Problem description: Take the entries below and print only the lines from the one with "impl From<&str> for" through the one with "fn from(value: LuaFunction)", exactly as they stand, both ends included.

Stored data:
┄┄┄┄┄┄┄┄┄┄
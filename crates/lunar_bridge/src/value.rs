//! Host-side representation of values crossing the boundary

use crate::host::{HostFunction, HostObject};
use crate::marshal::I64_BOUND;
use crate::proxy::{LuaFunction, LuaTable};
use std::any::Any;
use std::fmt;
use std::rc::Rc;

/// Shared handle to a host object exposed to lua.
pub type HostObjectRef = Rc<dyn HostObject>;

/// A value on the host side of the bridge.
///
/// Scalars are copied across. Lua tables, functions and userdata arrive as
/// proxies that keep the guest value alive. Host functions and objects are
/// handed to lua by reference and come back as the same handle.
#[derive(Clone)]
pub enum HostValue {
    Nil,
    Bool(bool),
    Int(i64),
    Float(f64),
    /// Lua strings are byte strings; no encoding is assumed.
    Bytes(Vec<u8>),
    Function(LuaFunction),
    Table(LuaTable),
    Callable(HostFunction),
    Object(HostObjectRef),
    /// Host data with no lua representation. Passing it to lua fails.
    Opaque {
        type_name: &'static str,
        value: Rc<dyn Any>,
    },
}

impl HostValue {
    pub fn opaque<T: Any>(value: T) -> Self {
        HostValue::Opaque {
            type_name: std::any::type_name::<T>(),
            value: Rc::new(value),
        }
    }

    pub fn object(object: impl HostObject + 'static) -> Self {
        HostValue::Object(Rc::new(object))
    }

    pub fn type_name(&self) -> &'static str {
        match self {
            HostValue::Nil => "nil",
            HostValue::Bool(_) => "bool",
            HostValue::Int(_) => "int",
            HostValue::Float(_) => "float",
            HostValue::Bytes(_) => "bytes",
            HostValue::Function(_) => "lua function",
            HostValue::Table(_) => "lua table",
            HostValue::Callable(_) => "host function",
            HostValue::Object(_) => "host object",
            HostValue::Opaque { type_name, .. } => type_name,
        }
    }

    pub fn is_nil(&self) -> bool {
        matches!(self, HostValue::Nil)
    }

    pub fn as_bool(&self) -> Option<bool> {
        match self {
            HostValue::Bool(b) => Some(*b),
            _ => None,
        }
    }

    pub fn as_int(&self) -> Option<i64> {
        match self {
            HostValue::Int(i) => Some(*i),
            _ => None,
        }
    }

    /// Numeric value as a float; integers widen.
    pub fn as_float(&self) -> Option<f64> {
        match self {
            HostValue::Int(i) => Some(*i as f64),
            HostValue::Float(f) => Some(*f),
            _ => None,
        }
    }

    pub fn as_bytes(&self) -> Option<&[u8]> {
        match self {
            HostValue::Bytes(bytes) => Some(bytes),
            _ => None,
        }
    }

    /// The byte string as UTF-8, if it is valid.
    pub fn as_str(&self) -> Option<&str> {
        self.as_bytes().and_then(|bytes| std::str::from_utf8(bytes).ok())
    }

    pub fn as_function(&self) -> Option<&LuaFunction> {
        match self {
            HostValue::Function(function) => Some(function),
            _ => None,
        }
    }

    pub fn as_table(&self) -> Option<&LuaTable> {
        match self {
            HostValue::Table(table) => Some(table),
            _ => None,
        }
    }

    pub fn as_callable(&self) -> Option<&HostFunction> {
        match self {
            HostValue::Callable(function) => Some(function),
            _ => None,
        }
    }

    pub fn as_object(&self) -> Option<&HostObjectRef> {
        match self {
            HostValue::Object(object) => Some(object),
            _ => None,
        }
    }

    pub fn downcast_opaque<T: Any>(&self) -> Option<&T> {
        match self {
            HostValue::Opaque { value, .. } => value.downcast_ref(),
            _ => None,
        }
    }
}

impl PartialEq for HostValue {
    /// Numbers compare by value across `Int`/`Float` like lua does; proxies
    /// compare by guest identity; host handles by pointer.
    fn eq(&self, other: &Self) -> bool {
        use HostValue::*;
        match (self, other) {
            (Nil, Nil) => true,
            (Bool(a), Bool(b)) => a == b,
            (Int(a), Int(b)) => a == b,
            (Float(a), Float(b)) => a == b,
            (Int(i), Float(f)) | (Float(f), Int(i)) => {
                f.fract() == 0.0 && (-I64_BOUND..I64_BOUND).contains(f) && *f as i64 == *i
            }
            (Bytes(a), Bytes(b)) => a == b,
            (Function(a), Function(b)) => a.same_as(b),
            (Table(a), Table(b)) => a.same_as(b),
            (Callable(a), Callable(b)) => a.ptr_eq(b),
            (Object(a), Object(b)) => Rc::ptr_eq(a, b),
            (Opaque { value: a, .. }, Opaque { value: b, .. }) => Rc::ptr_eq(a, b),
            _ => false,
        }
    }
}

impl fmt::Debug for HostValue {
    fn fmt(&self, f: &mut fmt::Formatter<'_>) -> fmt::Result {
        match self {
            HostValue::Nil => write!(f, "Nil"),
            HostValue::Bool(b) => write!(f, "Bool({b})"),
            HostValue::Int(i) => write!(f, "Int({i})"),
            HostValue::Float(x) => write!(f, "Float({x})"),
            HostValue::Bytes(bytes) => write!(f, "Bytes({:?})", String::from_utf8_lossy(bytes)),
            HostValue::Function(function) => write!(f, "{function:?}"),
            HostValue::Table(table) => write!(f, "{table:?}"),
            HostValue::Callable(function) => write!(f, "{function:?}"),
            HostValue::Object(object) => write!(f, "Object({})", object.type_name()),
            HostValue::Opaque { type_name, .. } => write!(f, "Opaque({type_name})"),
        }
    }
}

impl fmt::Display for HostValue {
    fn fmt(&self, f: &mut fmt::Formatter<'_>) -> fmt::Result {
        match self {
            HostValue::Nil => write!(f, "nil"),
            HostValue::Bool(b) => write!(f, "{b}"),
            HostValue::Int(i) => write!(f, "{i}"),
            HostValue::Float(x) => write!(f, "{x}"),
            HostValue::Bytes(bytes) => write!(f, "{}", String::from_utf8_lossy(bytes)),
            HostValue::Function(_) => write!(f, "<lua function>"),
            HostValue::Table(table) => write!(f, "<lua {}>", table.type_name()),
            HostValue::Callable(function) => write!(f, "<host function {}>", function.name()),
            HostValue::Object(object) => write!(f, "<host object {}>", object.type_name()),
            HostValue::Opaque { type_name, .. } => write!(f, "<opaque {type_name}>"),
        }
    }
}

impl From<()> for HostValue {
    fn from(_: ()) -> Self {
        HostValue::Nil
    }
}

impl From<bool> for HostValue {
    fn from(value: bool) -> Self {
        HostValue::Bool(value)
    }
}

impl From<i32> for HostValue {
    fn from(value: i32) -> Self {
        HostValue::Int(value.into())
    }
}

impl From<i64> for HostValue {
    fn from(value: i64) -> Self {
        HostValue::Int(value)
    }
}

impl From<f64> for HostValue {
    fn from(value: f64) -> Self {
        HostValue::Float(value)
    }
}

impl From<&str> for HostValue {
    fn from(value: &str) -> Self {
        HostValue::Bytes(value.as_bytes().to_vec())
    }
}

impl From<String> for HostValue {
    fn from(value: String) -> Self {
        HostValue::Bytes(value.into_bytes())
    }
}

impl From<Vec<u8>> for HostValue {
    fn from(value: Vec<u8>) -> Self {
        HostValue::Bytes(value)
    }
}

impl From<LuaFunction> for HostValue {
    fn from(value: LuaFunction) -> Self {
        HostValue::Function(value)
    }
}

impl From<LuaTable> for HostValue {
    fn from(value: LuaTable) -> Self {
        HostValue::Table(value)
    }
}

impl From<HostFunction> for HostValue {
    fn from(value: HostFunction) -> Self {
        HostValue::Callable(value)
    }
}

impl From<HostObjectRef> for HostValue {
    fn from(value: HostObjectRef) -> Self {
        HostValue::Object(value)
    }
}

impl<T: Into<HostValue>> From<Option<T>> for HostValue {
    fn from(value: Option<T>) -> Self {
        value.map_or(HostValue::Nil, Into::into)
    }
}

#[cfg(test)]
mod tests {
    use super::*;

    #[test]
    fn integral_floats_equal_ints() {
        assert_eq!(HostValue::Int(2), HostValue::Float(2.0));
        assert_eq!(HostValue::Float(2.0), HostValue::Int(2));
        assert_ne!(HostValue::Int(2), HostValue::Float(2.5));
        assert_ne!(HostValue::Int(0), HostValue::Nil);
    }

    #[test]
    fn int_float_equality_is_exact_at_range_edges() {
        assert_ne!(HostValue::Int(i64::MAX), HostValue::Float(9.223372036854775808e18));
        assert_ne!(HostValue::Int(i64::MAX), HostValue::Float(9.223372036854774784e18));
        assert_eq!(HostValue::Int(i64::MIN), HostValue::Float(-9.223372036854775808e18));
        assert_ne!(HostValue::Int(i64::MAX), HostValue::Float(f64::INFINITY));
        assert_ne!(HostValue::Int(0), HostValue::Float(f64::NAN));
    }

    #[test]
    fn string_accessors() {
        let value = HostValue::from("hello");
        assert_eq!(value.as_str(), Some("hello"));
        assert_eq!(value.as_bytes(), Some(&b"hello"[..]));
        assert_eq!(HostValue::Bytes(vec![0xff, 0xfe]).as_str(), None);
    }

    #[test]
    fn option_maps_none_to_nil() {
        assert!(HostValue::from(None::<i64>).is_nil());
        assert_eq!(HostValue::from(Some(7)), HostValue::Int(7));
    }

    #[test]
    fn opaque_values_downcast() {
        #[derive(Debug, PartialEq)]
        struct Token(u32);

        let value = HostValue::opaque(Token(9));
        assert_eq!(value.downcast_opaque::<Token>(), Some(&Token(9)));
        assert!(value.type_name().ends_with("Token"));
        assert_eq!(value.clone(), value);
    }

    #[test]
    fn display_is_script_friendly() {
        assert_eq!(HostValue::Nil.to_string(), "nil");
        assert_eq!(HostValue::Int(-3).to_string(), "-3");
        assert_eq!(HostValue::from("abc").to_string(), "abc");
    }
}
use std::path::PathBuf;
use thiserror::Error;

/// A value could not cross the boundary. Recoverable; nothing was mutated.
#[derive(Debug, Error, Clone, PartialEq, Eq)]
pub enum MarshalError {
    #[error("host value of type '{type_name}' cannot be passed to lua")]
    UnsupportedHostType { type_name: &'static str },

    #[error("lua value of type '{type_name}' has no host representation")]
    UnsupportedGuestType { type_name: &'static str },

    #[error("reference belongs to a different lua session")]
    ForeignReference,

    #[error("attribute name is not valid UTF-8")]
    NonUtf8AttributeName,

    #[error("attribute name must be a string, not '{type_name}'")]
    AttributeNameType { type_name: &'static str },
}

/// Errors surfaced by the bridge to host callers.
#[derive(Debug, Error)]
pub enum BridgeError {
    #[error(transparent)]
    Marshal(#[from] MarshalError),

    #[error("lua syntax error: {message}")]
    Syntax { message: String },

    #[error("lua error: {message}")]
    Guest {
        message: String,
        traceback: Option<String>,
    },

    #[error("host callback failed: {message}")]
    HostCallback {
        message: String,
        traceback: Option<String>,
    },

    #[error("host object '{type_name}' has no attribute '{name}'")]
    MissingAttribute { type_name: String, name: String },

    /// The owning session was torn down. This is a programming error.
    #[error("reference outlived its lua session")]
    DanglingReference,

    #[error("reference was already released")]
    ReleasedReference,

    #[error("call depth limit of {limit} exceeded")]
    CallDepthExceeded { limit: usize },

    /// Internal invariant: a nested crossing did not restore the call depth.
    /// Only a bug in the bridge can produce it; callers never need to handle
    /// it as a normal outcome.
    #[error("boundary call depth unbalanced: expected {expected}, found {found}")]
    StackImbalance { expected: usize, found: usize },

    #[error("failed to read script '{}'", path.display())]
    Io {
        path: PathBuf,
        #[source]
        source: std::io::Error,
    },

    #[error("invalid session config")]
    Config(#[from] serde_json::Error),
}

impl BridgeError {
    /// Message carried by a guest or host-callback failure, if any.
    pub fn message(&self) -> Option<&str> {
        match self {
            BridgeError::Syntax { message }
            | BridgeError::Guest { message, .. }
            | BridgeError::HostCallback { message, .. } => Some(message),
            _ => None,
        }
    }

    /// True for session-lifetime misuse, which callers should treat as fatal.
    pub fn is_fatal(&self) -> bool {
        matches!(
            self,
            BridgeError::DanglingReference | BridgeError::StackImbalance { .. }
        )
    }
}

impl From<mlua::Error> for BridgeError {
    fn from(err: mlua::Error) -> Self {
        match err {
            mlua::Error::SyntaxError { message, .. } => BridgeError::Syntax { message },
            mlua::Error::CallbackError { traceback, cause } => BridgeError::HostCallback {
                message: root_message(&cause),
                traceback: Some(traceback),
            },
            other => BridgeError::Guest {
                message: root_message(&other),
                traceback: None,
            },
        }
    }
}

/// Innermost human-readable message of an mlua error chain.
fn root_message(err: &mlua::Error) -> String {
    match err {
        mlua::Error::RuntimeError(message) | mlua::Error::MemoryError(message) => message.clone(),
        mlua::Error::CallbackError { cause, .. } | mlua::Error::WithContext { cause, .. } => {
            root_message(cause)
        }
        other => other.to_string(),
    }
}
┄┄┄┄┄┄┄┄┄┄
Completed exercise:
impl From<&str> for HostValue {
    fn from(value: &str) -> Self {
        HostValue::Bytes(value.as_bytes().to_vec())
    }
}

impl From<String> for HostValue {
    fn from(value: String) -> Self {
        HostValue::Bytes(value.into_bytes())
    }
}

impl From<Vec<u8>> for HostValue {
    fn from(value: Vec<u8>) -> Self {
        HostValue::Bytes(value)
    }
}

impl From<LuaFunction> for HostValue {
    fn from(value: LuaFunction) -> Self {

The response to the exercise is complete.